WHAT THE TASK ASKS
List, from the lines below, each one with "Registry" in it.

※

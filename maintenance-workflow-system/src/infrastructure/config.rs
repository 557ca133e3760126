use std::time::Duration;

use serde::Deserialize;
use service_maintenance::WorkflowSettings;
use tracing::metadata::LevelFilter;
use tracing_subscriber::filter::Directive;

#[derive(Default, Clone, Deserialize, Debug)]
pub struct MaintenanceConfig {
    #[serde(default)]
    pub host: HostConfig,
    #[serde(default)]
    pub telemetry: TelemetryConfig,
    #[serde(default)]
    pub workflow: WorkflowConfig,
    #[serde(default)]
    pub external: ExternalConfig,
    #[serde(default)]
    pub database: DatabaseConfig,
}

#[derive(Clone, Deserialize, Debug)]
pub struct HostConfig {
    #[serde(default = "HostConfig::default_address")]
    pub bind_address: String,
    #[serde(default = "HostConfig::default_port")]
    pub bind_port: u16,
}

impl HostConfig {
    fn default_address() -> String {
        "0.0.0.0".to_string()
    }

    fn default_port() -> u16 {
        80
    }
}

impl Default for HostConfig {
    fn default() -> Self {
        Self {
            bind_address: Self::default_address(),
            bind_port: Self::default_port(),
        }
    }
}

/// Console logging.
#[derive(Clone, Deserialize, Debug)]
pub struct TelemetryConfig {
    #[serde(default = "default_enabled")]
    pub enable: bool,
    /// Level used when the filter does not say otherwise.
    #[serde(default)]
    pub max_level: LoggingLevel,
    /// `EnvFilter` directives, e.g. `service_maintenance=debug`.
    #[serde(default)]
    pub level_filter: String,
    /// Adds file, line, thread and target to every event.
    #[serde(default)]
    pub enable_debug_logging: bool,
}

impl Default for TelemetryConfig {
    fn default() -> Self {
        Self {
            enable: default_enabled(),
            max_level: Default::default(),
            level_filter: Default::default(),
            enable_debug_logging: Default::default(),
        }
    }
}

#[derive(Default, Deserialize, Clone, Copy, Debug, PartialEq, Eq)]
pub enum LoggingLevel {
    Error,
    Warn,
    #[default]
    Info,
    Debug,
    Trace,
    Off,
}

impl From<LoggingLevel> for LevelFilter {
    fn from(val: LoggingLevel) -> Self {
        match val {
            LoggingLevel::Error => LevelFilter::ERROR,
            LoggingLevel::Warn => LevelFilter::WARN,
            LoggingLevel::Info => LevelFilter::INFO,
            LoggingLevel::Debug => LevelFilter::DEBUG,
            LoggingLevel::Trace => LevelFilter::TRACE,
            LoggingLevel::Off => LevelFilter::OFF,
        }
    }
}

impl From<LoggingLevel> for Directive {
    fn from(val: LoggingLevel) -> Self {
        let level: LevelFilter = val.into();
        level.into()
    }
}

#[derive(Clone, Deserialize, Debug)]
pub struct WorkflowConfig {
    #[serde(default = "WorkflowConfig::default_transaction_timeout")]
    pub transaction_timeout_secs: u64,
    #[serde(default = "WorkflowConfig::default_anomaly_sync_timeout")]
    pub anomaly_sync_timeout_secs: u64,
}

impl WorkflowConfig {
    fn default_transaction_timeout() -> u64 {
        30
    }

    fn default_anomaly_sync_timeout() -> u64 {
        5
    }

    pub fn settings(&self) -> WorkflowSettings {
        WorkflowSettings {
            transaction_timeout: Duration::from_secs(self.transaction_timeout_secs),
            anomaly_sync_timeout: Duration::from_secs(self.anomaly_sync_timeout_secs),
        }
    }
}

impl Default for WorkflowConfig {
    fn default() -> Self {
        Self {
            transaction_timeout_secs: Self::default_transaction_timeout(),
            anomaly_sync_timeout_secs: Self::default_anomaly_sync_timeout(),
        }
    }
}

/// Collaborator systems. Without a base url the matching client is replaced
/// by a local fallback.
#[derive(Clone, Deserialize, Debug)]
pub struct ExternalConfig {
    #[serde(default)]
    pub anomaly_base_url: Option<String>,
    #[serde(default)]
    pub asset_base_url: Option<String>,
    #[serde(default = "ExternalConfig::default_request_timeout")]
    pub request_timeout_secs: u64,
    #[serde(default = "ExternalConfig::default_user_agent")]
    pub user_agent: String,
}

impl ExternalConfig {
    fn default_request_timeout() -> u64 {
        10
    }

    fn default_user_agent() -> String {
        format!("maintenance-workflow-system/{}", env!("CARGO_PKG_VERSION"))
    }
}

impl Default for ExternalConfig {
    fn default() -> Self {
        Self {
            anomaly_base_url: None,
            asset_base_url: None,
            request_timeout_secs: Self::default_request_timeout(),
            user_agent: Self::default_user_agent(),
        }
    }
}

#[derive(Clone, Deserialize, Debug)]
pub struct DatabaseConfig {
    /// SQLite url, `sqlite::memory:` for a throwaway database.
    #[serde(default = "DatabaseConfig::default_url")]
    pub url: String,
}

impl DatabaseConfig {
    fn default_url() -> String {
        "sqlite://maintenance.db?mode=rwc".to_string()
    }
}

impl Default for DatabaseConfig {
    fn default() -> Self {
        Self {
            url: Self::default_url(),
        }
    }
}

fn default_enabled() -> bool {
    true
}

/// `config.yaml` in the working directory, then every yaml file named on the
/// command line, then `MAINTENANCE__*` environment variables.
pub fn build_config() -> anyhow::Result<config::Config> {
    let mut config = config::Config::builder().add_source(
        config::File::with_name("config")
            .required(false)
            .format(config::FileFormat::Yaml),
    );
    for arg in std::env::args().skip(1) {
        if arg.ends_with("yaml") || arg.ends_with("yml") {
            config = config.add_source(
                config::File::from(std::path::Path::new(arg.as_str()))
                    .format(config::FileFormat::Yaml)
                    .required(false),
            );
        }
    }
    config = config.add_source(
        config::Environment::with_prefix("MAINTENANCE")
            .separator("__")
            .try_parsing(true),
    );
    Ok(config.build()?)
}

※

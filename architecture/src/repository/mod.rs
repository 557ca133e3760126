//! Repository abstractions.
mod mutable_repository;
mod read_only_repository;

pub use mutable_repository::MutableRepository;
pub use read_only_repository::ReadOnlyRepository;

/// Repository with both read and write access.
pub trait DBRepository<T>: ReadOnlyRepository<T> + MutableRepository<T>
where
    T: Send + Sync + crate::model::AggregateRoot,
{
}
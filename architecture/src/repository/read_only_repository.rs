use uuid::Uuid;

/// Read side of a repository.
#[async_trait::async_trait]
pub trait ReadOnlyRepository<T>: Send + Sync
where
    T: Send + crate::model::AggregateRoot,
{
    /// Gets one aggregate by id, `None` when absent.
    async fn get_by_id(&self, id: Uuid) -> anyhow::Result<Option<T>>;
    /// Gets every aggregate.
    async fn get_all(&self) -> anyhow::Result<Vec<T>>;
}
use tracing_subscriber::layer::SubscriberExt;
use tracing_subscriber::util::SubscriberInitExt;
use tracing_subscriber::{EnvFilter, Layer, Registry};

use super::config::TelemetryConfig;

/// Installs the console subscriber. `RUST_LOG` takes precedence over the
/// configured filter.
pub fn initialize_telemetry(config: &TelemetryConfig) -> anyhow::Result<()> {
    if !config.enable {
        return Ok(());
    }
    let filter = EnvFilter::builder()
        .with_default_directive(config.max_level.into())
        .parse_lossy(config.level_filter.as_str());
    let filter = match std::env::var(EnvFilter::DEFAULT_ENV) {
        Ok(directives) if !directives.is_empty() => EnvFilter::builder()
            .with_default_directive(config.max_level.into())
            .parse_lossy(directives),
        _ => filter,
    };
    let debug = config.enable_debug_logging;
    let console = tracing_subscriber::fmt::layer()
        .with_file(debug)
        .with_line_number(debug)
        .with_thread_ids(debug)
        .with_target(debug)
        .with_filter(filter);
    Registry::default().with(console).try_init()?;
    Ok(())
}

※

EXERCISE RESPONSE
use tracing_subscriber::{EnvFilter, Layer, Registry};
    Registry::default().with(console).try_init()?;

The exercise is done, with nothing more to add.